Did you get caught using diesel fuel as an asphalt solvent? Or are you worried about the danger that diesel poses to your workers and equipment? Regardless, you’re making the right decision to switch to an alternative. Let’s look at why diesel fuel is so bad, and what other options you have in an asphalt solvent.

Everyone has used diesel fuel as an asphalt solvent or asphalt release at least once in their life. It works. In fact, it’s great. Unfortunately, though, diesel fuel has many downsides. There is even a better alternative to it.

Whether it works well or doesn’t, diesel fuel is illegal. For those of you who work government jobs, you know this. The EPA can fine you up to $180,000 for using diesel fuel on a job and you can’t even get a contract in some places if you use it. The cheap cost of diesel fuel is hard to resist, but you would be remiss to ignore the fines and loss of contracts.
Are you familiar with flash point? This term bounces around in conversation a lot in the paving scene. The flash point is the lowest temperature at which vapors from your asphalt solvent can ignite. In the presence of a flame, like a lit cigarette, or extreme heat, like hot asphalt, diesel fuel can catch fire or worse. Not only does this put your workers at risk of serious injury or death, but it can also cost you thousands of dollars in repair.
The evaporation rate is another factor that turns many pavers away from diesel fuel. What happens when you spray diesel on hot metal? It evaporates away. Watch this video to see exactly what we mean:


If you want your asphalt release to keep working longer so you don’t have to spray more so often, you don’t want it to evaporate.

The BEST alternative: PavePro

It’s hard to beat diesel. After all, diesel fuel is the “OG” release agent. But after countless years of scientific and on-the-ground paving testing, PavePro has reigned supreme as the best asphalt solvent and asphalt release agent available.

Our customers call it “legal diesel.” Why? Because PavePro works just like diesel, except you won’t find yourself with an EPA fine in hand. PavePro is also a long-lasting release agent and is incredibly effective. It melts right through asphalt, tar, tack, grease, and oil with no hesitation. It cuts through the thickest of buildups and leaves behind a slick oily film that’s hard to find elsewhere.

Not only is it powerful, but PavePro is the safest asphalt solvent too. With a flash point of up to 400 degrees Fahrenheit, hot mix clocking in at 350 degrees is no problem. PavePro won’t ignite, combust, or cause you any danger. Diesel fuel, on the other hand, has a flash point of only 130 degrees Fahrenheit.
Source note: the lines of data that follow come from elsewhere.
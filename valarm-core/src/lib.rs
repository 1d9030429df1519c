//! VALARM generation for calendar events.
//!
//! This crate turns a mutable reminder description into an RFC 5545 VALARM
//! block:
//! - `Alarm` and its validated accessors, including trigger normalization
//! - `ics` module for rendering alarms and the value formatters it uses
//! - `AlarmDocument` for loading an event with its alarms from TOML or JSON

pub mod alarm;
pub mod config;
pub mod custom;
pub mod document;
pub mod error;
pub mod event;
pub mod ics;

pub use alarm::{Alarm, AlarmData, AlarmSnapshot, AlarmType, Attachment, Trigger, TriggerInput};
pub use custom::CustomAttribute;
pub use document::AlarmDocument;
pub use error::{AlarmError, AlarmResult};
pub use event::{EventContext, EventInfo};
//! The alarm record and its validated accessors.
//!
//! Each field has a getter and a setter. Setters validate their own input
//! and nothing else; constraints spanning several fields (REPEAT needs
//! DURATION and vice versa) are only checked when the alarm is rendered.

mod data;
mod trigger;

use std::fmt;
use std::str::FromStr;
use std::sync::Arc;

use serde::{Deserialize, Serialize};

use crate::custom::{CustomAttribute, CustomAttributes};
use crate::error::{AlarmError, AlarmResult};
use crate::event::EventContext;

pub use data::{AlarmData, AttachData, CustomAttributesData, IntervalData, TriggerData};
pub use trigger::{StoredTrigger, Trigger, TriggerInput};

/// VALARM action.
#[derive(Debug, Clone, Copy, PartialEq, Eq, Hash, Serialize, Deserialize)]
#[serde(rename_all = "lowercase")]
pub enum AlarmType {
    Display,
    Audio,
}

impl AlarmType {
    pub fn as_str(&self) -> &'static str {
        match self {
            AlarmType::Display => "display",
            AlarmType::Audio => "audio",
        }
    }

    /// Value of the ACTION property.
    pub fn as_ics_str(&self) -> &'static str {
        match self {
            AlarmType::Display => "DISPLAY",
            AlarmType::Audio => "AUDIO",
        }
    }
}

impl fmt::Display for AlarmType {
    fn fmt(&self, f: &mut fmt::Formatter<'_>) -> fmt::Result {
        f.write_str(self.as_str())
    }
}

impl FromStr for AlarmType {
    type Err = AlarmError;

    fn from_str(s: &str) -> AlarmResult<Self> {
        match s {
            "display" => Ok(AlarmType::Display),
            "audio" => Ok(AlarmType::Audio),
            other => Err(AlarmError::Validation(format!(
                "`type` is not correct, must be either `display` or `audio`, got '{}'",
                other
            ))),
        }
    }
}

/// Sound (or other resource) played by an audio alarm.
#[derive(Debug, Clone, PartialEq, Eq, Serialize, Deserialize)]
pub struct Attachment {
    pub uri: String,
    pub mime: Option<String>,
}

impl Attachment {
    pub fn new(uri: impl Into<String>) -> Self {
        Attachment {
            uri: uri.into(),
            mime: None,
        }
    }

    pub fn with_mime(uri: impl Into<String>, mime: impl Into<String>) -> Self {
        Attachment {
            uri: uri.into(),
            mime: Some(mime.into()),
        }
    }
}

impl From<&str> for Attachment {
    fn from(uri: &str) -> Self {
        Attachment::new(uri)
    }
}

impl From<String> for Attachment {
    fn from(uri: String) -> Self {
        Attachment::new(uri)
    }
}

/// A reminder attached to one event.
///
/// The alarm keeps a shared handle to its event's [`EventContext`] and only
/// reads from it while rendering.
#[derive(Clone)]
pub struct Alarm {
    alarm_type: Option<AlarmType>,
    trigger: Option<StoredTrigger>,
    repeat: Option<u32>,
    interval: Option<u32>,
    attach: Option<Attachment>,
    description: Option<String>,
    custom: CustomAttributes,
    event: Arc<dyn EventContext>,
}

impl fmt::Debug for Alarm {
    fn fmt(&self, f: &mut fmt::Formatter<'_>) -> fmt::Result {
        f.debug_struct("Alarm")
            .field("alarm_type", &self.alarm_type)
            .field("trigger", &self.trigger)
            .field("repeat", &self.repeat)
            .field("interval", &self.interval)
            .field("attach", &self.attach)
            .field("description", &self.description)
            .field("custom", &self.custom)
            .field("event", &self.event.summary())
            .finish()
    }
}

impl Alarm {
    /// Empty alarm bound to `event`. Type and trigger must be set before it
    /// can be rendered.
    pub fn new(event: Arc<dyn EventContext>) -> Self {
        Alarm {
            alarm_type: None,
            trigger: None,
            repeat: None,
            interval: None,
            attach: None,
            description: None,
            custom: CustomAttributes::new(),
            event,
        }
    }

    /// Build an alarm from data, running every field through its setter.
    pub fn from_data(data: AlarmData, event: Arc<dyn EventContext>) -> AlarmResult<Self> {
        let mut alarm = Alarm::new(event);
        data.apply_to(&mut alarm)?;
        Ok(alarm)
    }

    pub fn event(&self) -> &dyn EventContext {
        self.event.as_ref()
    }

    // --- type ---

    pub fn alarm_type(&self) -> Option<AlarmType> {
        self.alarm_type
    }

    /// `None` clears the type.
    pub fn set_alarm_type(&mut self, alarm_type: Option<AlarmType>) -> &mut Self {
        self.alarm_type = alarm_type;
        self
    }

    // --- trigger ---

    /// Absolute instants come back unchanged. Offsets come back with the
    /// stored sign inverted: positive means "before start".
    pub fn trigger(&self) -> Option<Trigger> {
        self.trigger.map(trigger::read_trigger)
    }

    /// Fire at an instant, or `n` seconds / a duration before the event starts.
    pub fn set_trigger(&mut self, trigger: impl Into<TriggerInput>) -> AlarmResult<&mut Self> {
        self.trigger = Some(trigger::resolve_trigger(trigger.into())?);
        Ok(self)
    }

    pub fn clear_trigger(&mut self) -> &mut Self {
        self.trigger = None;
        self
    }

    pub fn trigger_before(&self) -> Option<Trigger> {
        self.trigger()
    }

    pub fn set_trigger_before(
        &mut self,
        trigger: impl Into<TriggerInput>,
    ) -> AlarmResult<&mut Self> {
        self.set_trigger(trigger)
    }

    /// Stored value as is: positive means "after end".
    pub fn trigger_after(&self) -> Option<Trigger> {
        self.trigger.map(trigger::read_trigger_after)
    }

    /// Fire at an instant, or `n` seconds / a duration after the event ends.
    pub fn set_trigger_after(
        &mut self,
        trigger: impl Into<TriggerInput>,
    ) -> AlarmResult<&mut Self> {
        self.trigger = Some(trigger::resolve_trigger_after(trigger.into())?);
        Ok(self)
    }

    /// The canonical stored trigger, as used by the serializer.
    pub fn stored_trigger(&self) -> Option<StoredTrigger> {
        self.trigger
    }

    // --- repeat / interval ---

    pub fn repeat(&self) -> Option<u32> {
        self.repeat
    }

    /// `None` or `0` clears. Negative or oversized counts are rejected.
    pub fn set_repeat(&mut self, repeat: Option<i64>) -> AlarmResult<&mut Self> {
        self.repeat = match repeat {
            None | Some(0) => None,
            Some(n) if n < 0 => {
                return Err(AlarmError::Validation(format!(
                    "`repeat` must be a positive number, got {}",
                    n
                )));
            }
            Some(n) => Some(u32::try_from(n).map_err(|_| {
                AlarmError::Validation(format!("`repeat` is out of range: {}", n))
            })?),
        };
        Ok(self)
    }

    /// Seconds between repetitions.
    pub fn interval(&self) -> Option<u32> {
        self.interval
    }

    /// `None` or `0` clears. Negative or oversized values are rejected.
    pub fn set_interval(&mut self, interval: Option<i64>) -> AlarmResult<&mut Self> {
        self.interval = match interval {
            None | Some(0) => None,
            Some(n) if n < 0 => {
                return Err(AlarmError::Validation(format!(
                    "`interval` must be a positive number of seconds, got {}",
                    n
                )));
            }
            Some(n) => Some(u32::try_from(n).map_err(|_| {
                AlarmError::Validation(format!("`interval` is out of range: {}", n))
            })?),
        };
        Ok(self)
    }

    // --- attach ---

    pub fn attach(&self) -> Option<&Attachment> {
        self.attach.as_ref()
    }

    /// A bare string is a URI without MIME type. An empty MIME type counts
    /// as none; an empty URI is rejected.
    pub fn set_attach(&mut self, attach: impl Into<Attachment>) -> AlarmResult<&mut Self> {
        let attach = attach.into();
        if attach.uri.is_empty() {
            return Err(AlarmError::Validation("`attach.uri` is empty".into()));
        }
        self.attach = Some(Attachment {
            uri: attach.uri,
            mime: attach.mime.filter(|m| !m.is_empty()),
        });
        Ok(self)
    }

    pub fn clear_attach(&mut self) -> &mut Self {
        self.attach = None;
        self
    }

    // --- description ---

    pub fn description(&self) -> Option<&str> {
        self.description.as_deref()
    }

    /// An empty string clears the description.
    pub fn set_description(&mut self, description: impl Into<String>) -> &mut Self {
        let description = description.into();
        self.description = (!description.is_empty()).then_some(description);
        self
    }

    pub fn clear_description(&mut self) -> &mut Self {
        self.description = None;
        self
    }

    // --- custom attributes ---

    pub fn custom_attributes(&self) -> &[CustomAttribute] {
        self.custom.as_slice()
    }

    /// Append one `X-` property. Existing entries with the same key stay.
    pub fn add_custom_attribute(
        &mut self,
        key: &str,
        value: impl Into<String>,
    ) -> AlarmResult<&mut Self> {
        self.custom.push(key, value)?;
        Ok(self)
    }

    /// Append several `X-` properties from a map or a list of pairs.
    pub fn extend_custom_attributes<I, K, V>(&mut self, pairs: I) -> AlarmResult<&mut Self>
    where
        I: IntoIterator<Item = (K, V)>,
        K: AsRef<str>,
        V: Into<String>,
    {
        self.custom.extend(pairs)?;
        Ok(self)
    }

    pub(crate) fn custom(&self) -> &CustomAttributes {
        &self.custom
    }

    // --- export ---

    /// Plain copy of the alarm. The trigger goes through [`Alarm::trigger`],
    /// sign inversion included.
    pub fn to_snapshot(&self) -> AlarmSnapshot {
        AlarmSnapshot {
            alarm_type: self.alarm_type,
            trigger: self.trigger(),
            repeat: self.repeat,
            interval: self.interval,
            attach: self.attach.clone(),
            description: self.description.clone(),
            x: self.custom.as_slice().to_vec(),
        }
    }

    pub fn to_json(&self) -> AlarmResult<serde_json::Value> {
        serde_json::to_value(self.to_snapshot())
            .map_err(|e| AlarmError::Serialization(e.to_string()))
    }
}

/// Serializable copy of an [`Alarm`].
#[derive(Debug, Clone, PartialEq, Serialize, Deserialize)]
pub struct AlarmSnapshot {
    #[serde(rename = "type")]
    pub alarm_type: Option<AlarmType>,
    pub trigger: Option<Trigger>,
    pub repeat: Option<u32>,
    pub interval: Option<u32>,
    pub attach: Option<Attachment>,
    pub description: Option<String>,
    pub x: Vec<CustomAttribute>,
}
And the EPA is not a worry when it comes to the environment. PavePro is 100% biodegradable and its all-natural ingredients make it a great solution to use on the job site or at the shop. Not to mention, PavePro is also deactivated with a splash of water–so it won’t harm your paint or decals.

PavePro is also a great alternative to diesel fuel because it does not evaporate as its competitors do. It last longer under high heat and will eat through hardened asphalt like no one’s business.

The OK alternative: Citrus

Citrus is another alternative to diesel fuel. Citrus works OK but is oftentimes expensive and not worth the price tag. Will it clean the asphalt off your tools and equipment? Yes, but you’re going to have to use a whole heck of a lot of it.

Aside from its subpar performance, citrus is more dangerous than diesel fuel. With a flash point of 115 degrees Fahrenheit, there is a high potential for things going wrong on the job. Citrus has the lowest flash point of all asphalt solvents and asphalt releases.
The flash point also lends citrus products to evaporating under high heat. As I mentioned earlier, this limits how well citrus is able to perform.

The WORST alternative: Other Petroleum-Based Products

I wouldn’t fall for this trap. If it could get worse than diesel fuel, it’s other petroleum-based products. It is no different.
Just like diesel fuel, petroleum-based asphalt solvents are dangerous for your workers and equipment. Not to mention they are bad for the environment. There are so many other possible options you can choose from that are safer, work better, and last longer.